**ACTIVITY**
Starting at the top of the entries below, set down each line exactly as written, and stop after the line containing "pub struct SceneSettings".
--- GIVEN ENTRIES Enclosed Below ---
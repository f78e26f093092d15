use crate::{
    animation::{Interpolation, SkinMode},
    mesh_import::ImportOptions,
    rv_error::RvError,
};
use log::info;
use serde::{Deserialize, Serialize};
use std::{fs, path::Path};

/// Whether the pose follows playback time or the frame cursor
#[derive(
    Clone, Copy, Debug, Default, Eq, PartialEq, Serialize, Deserialize,
)]
pub enum SamplingMode {
    #[default]
    Continuous,
    Discrete,
}

/// Values the control panel edits. The core only stores them for the
/// renderer.
#[derive(Clone, Debug, PartialEq, Serialize, Deserialize)]
#[serde(default)]
pub struct SceneSettings {
    pub light_position: [f32; 3],
    pub light_colour: [f32; 3],
    pub base_colour: [f32; 3],
    pub metallic: f32,
    pub roughness: f32,
    pub wireframe: bool,
    pub show_bones: bool,
}

impl Default for SceneSettings {
    fn default() -> Self {
        Self {
            light_position: [0.0, 5.0, 5.0],
            light_colour: [1.0, 1.0, 1.0],
            base_colour: [0.8, 0.8, 0.8],
            metallic: 0.0,
            roughness: 0.5,
            wireframe: false,
            show_bones: false,
        }
    }
}

#[derive(Clone, Debug, PartialEq, Serialize, Deserialize)]
#[serde(default)]
pub struct AnimationSettings {
    pub sampling: SamplingMode,
    pub interpolation: Interpolation,
    pub skin_mode: SkinMode,
    /// Playback speed multiplier
    pub speed: f64,
}

impl Default for AnimationSettings {
    fn default() -> Self {
        Self {
            sampling: SamplingMode::default(),
            interpolation: Interpolation::default(),
            skin_mode: SkinMode::default(),
            speed: 1.0,
        }
    }
}

/// Everything configurable about the viewer. Missing fields in a settings
/// file take their default values.
#[derive(Clone, Debug, Default, PartialEq, Serialize, Deserialize)]
#[serde(default)]
pub struct ViewerSettings {
    pub scene: SceneSettings,
    pub animation: AnimationSettings,
    pub import: ImportOptions,
}

impl ViewerSettings {
    /// # Errors
    /// May return `RvError`
    pub fn from_yaml_str(yaml: &str) -> Result<Self, RvError> {
        Ok(serde_yaml::from_str(yaml)?)
    }

    /// # Errors
    /// May return `RvError`
    pub fn from_file(path: &Path) -> Result<Self, RvError> {
        let file = fs::File::open(path)?;
        let settings = serde_yaml::from_reader(file)?;
        info!("Loaded settings from {:?}", path);
        Ok(settings)
    }

    /// # Errors
    /// May return `RvError`
    pub fn to_yaml(&self) -> Result<String, RvError> {
        Ok(serde_yaml::to_string(self)?)
    }
}
use super::types::{ImportOptions, ImportedAnimation, ImportedChannel, Key};
use crate::{
    animation::{slerp, weight, AnimationClip, BoneTrack, Sqt},
    skeleton::Skeleton,
};
use itertools::Itertools;
use log::{debug, warn};
use nalgebra_glm as glm;
use std::cmp::Ordering;

/// Keys closer than this many seconds are merged into one sample
const TIME_EPSILON: f64 = 0.001;

/// Value of a key list at `time`. Before the first key the first value is
/// held, after the last key the last value is held. `None` for no keys.
fn sample_keys<T: Copy>(
    keys: &[Key<T>],
    time: f64,
    blend: fn(&T, &T, f32) -> T,
) -> Option<T> {
    let (first, last) = (keys.first()?, keys.last()?);
    if time <= first.time {
        return Some(first.value);
    }
    if time >= last.time {
        return Some(last.value);
    }
    keys.iter()
        .tuple_windows()
        .find(|(a, b)| a.time <= time && time < b.time)
        .map_or(Some(last.value), |(a, b)| {
            Some(blend(&a.value, &b.value, weight(a.time, b.time, time)))
        })
}

fn lerp_vec3(a: &glm::Vec3, b: &glm::Vec3, f: f32) -> glm::Vec3 {
    glm::lerp(a, b, f)
}

/// Converts key times from ticks to seconds
fn to_seconds<T: Copy>(keys: &[Key<T>], ticks_per_second: f64) -> Vec<Key<T>> {
    keys.iter()
        .map(|k| Key {
            time: k.time / ticks_per_second,
            value: k.value,
        })
        .collect()
}

/// Merges the separately keyed components of a channel into one sample per
/// distinct key time. Components that aren't keyed at a time are
/// interpolated from their neighbours, and components with no keys at all
/// use the node's bind transform.
fn build_track(
    channel: &ImportedChannel,
    skeleton: &Skeleton,
    ticks_per_second: f64,
) -> BoneTrack {
    let bind = skeleton
        .find(&channel.node_name)
        .and_then(|i| skeleton.node(i))
        .map_or_else(
            || {
                warn!("channel {} targets no node", channel.node_name);
                Sqt::default()
            },
            |node| Sqt::from_mat4(0.0, &node.local_bind),
        );

    let scale_keys = to_seconds(&channel.scale_keys, ticks_per_second);
    let translation_keys =
        to_seconds(&channel.translation_keys, ticks_per_second);
    let rotation_keys: Vec<Key<glm::Quat>> =
        to_seconds(&channel.rotation_keys, ticks_per_second)
            .into_iter()
            .map(|k| Key {
                time: k.time,
                value: glm::quat_normalize(&k.value),
            })
            .collect();

    // The components may use different key times. Collect all of them so
    // each one becomes a sample.
    let mut times: Vec<f64> = scale_keys
        .iter()
        .map(|k| k.time)
        .chain(rotation_keys.iter().map(|k| k.time))
        .chain(translation_keys.iter().map(|k| k.time))
        .collect();
    // If there are NaNs consider them equal
    times.sort_by(|a, b| a.partial_cmp(b).unwrap_or(Ordering::Equal));
    times.dedup_by(|a, b| (*a - *b).abs() < TIME_EPSILON);

    let samples = times
        .into_iter()
        .map(|time| Sqt {
            time,
            scale: sample_keys(&scale_keys, time, lerp_vec3)
                .unwrap_or(bind.scale),
            rotation: sample_keys(&rotation_keys, time, slerp)
                .unwrap_or(bind.rotation),
            translation: sample_keys(&translation_keys, time, lerp_vec3)
                .unwrap_or(bind.translation),
        })
        .collect();

    BoneTrack::new(channel.node_name.clone(), samples)
}

/// Builds a playable clip from imported channels. Times are converted from
/// ticks to seconds using the file's rate, or `default_ticks_per_second`
/// when the file doesn't give one.
#[must_use]
pub fn build_clip(
    raw: &ImportedAnimation,
    skeleton: &Skeleton,
    options: &ImportOptions,
) -> AnimationClip {
    let ticks_per_second =
        if raw.ticks_per_second.is_finite() && raw.ticks_per_second > 0.0 {
            raw.ticks_per_second
        } else {
            let rate = options.ticks_per_second();
            debug!("animation {} has no tick rate, using {}", raw.name, rate);
            rate
        };

    let tracks: Vec<BoneTrack> = raw
        .channels
        .iter()
        .filter(|c| !c.is_empty())
        .map(|c| build_track(c, skeleton, ticks_per_second))
        .collect();

    let duration = if raw.duration.is_finite() && raw.duration > 0.0 {
        raw.duration / ticks_per_second
    } else {
        tracks
            .iter()
            .filter_map(|t| t.samples.last().map(|s| s.time))
            .fold(0.0, f64::max)
    };
    debug!(
        "clip {} duration={} tracks={}",
        raw.name,
        duration,
        tracks.len()
    );

    AnimationClip::new(raw.name.clone(), duration, ticks_per_second, tracks)
}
--- End of Enclosed GIVEN ENTRIES ---
**YOUR RESPONSE**
repository f78e26f093092d15
use crate::{
    animation::{Interpolation, SkinMode},
    mesh_import::ImportOptions,
    rv_error::RvError,
};
use log::info;
use serde::{Deserialize, Serialize};
use std::{fs, path::Path};

/// Whether the pose follows playback time or the frame cursor
#[derive(
    Clone, Copy, Debug, Default, Eq, PartialEq, Serialize, Deserialize,
)]
pub enum SamplingMode {
    #[default]
    Continuous,
    Discrete,
}

/// Values the control panel edits. The core only stores them for the
/// renderer.
#[derive(Clone, Debug, PartialEq, Serialize, Deserialize)]
#[serde(default)]
pub struct SceneSettings {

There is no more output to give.